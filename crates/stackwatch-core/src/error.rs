use thiserror::Error;

pub type Result<T> = std::result::Result<T, Error>;

/// Failure taxonomy for launching and supervising a server process.
///
/// `Configuration` always surfaces before any OS process is spawned;
/// `Launch` is the OS refusing the spawn itself; `Runtime` is the process
/// dying with a non-success exit code after it ran.
#[derive(Debug, Error)]
pub enum Error {
	#[error("configuration error: {0}")]
	Configuration(String),

	#[error("failed to launch `{command}`: {source}")]
	Launch {
		command: String,
		#[source]
		source: std::io::Error,
	},

	#[error("process exited with code {code}: `{command}`")]
	Runtime { code: i32, command: String },

	#[error("no startup confirmation within {seconds}s")]
	StartupTimeout { seconds: u64 },
}

impl Error {
	pub fn config(msg: impl Into<String>) -> Self {
		Error::Configuration(msg.into())
	}
}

**Task details**
Reply with the complete data above, every character as it stands.

**Answer**
filename crates/stackwatch-core/src/error.rs
use thiserror::Error;

pub type Result<T> = std::result::Result<T, Error>;

/// Failure taxonomy for launching and supervising a server process.
///
/// `Configuration` always surfaces before any OS process is spawned;
/// `Launch` is the OS refusing the spawn itself; `Runtime` is the process
/// dying with a non-success exit code after it ran.
#[derive(Debug, Error)]
pub enum Error {
	#[error("configuration error: {0}")]
	Configuration(String),

	#[error("failed to launch `{command}`: {source}")]
	Launch {
		command: String,
		#[source]
		source: std::io::Error,
	},

	#[error("process exited with code {code}: `{command}`")]
	Runtime { code: i32, command: String },

	#[error("no startup confirmation within {seconds}s")]
	StartupTimeout { seconds: u64 },
}

impl Error {
	pub fn config(msg: impl Into<String>) -> Self {
		Error::Configuration(msg.into())
	}
}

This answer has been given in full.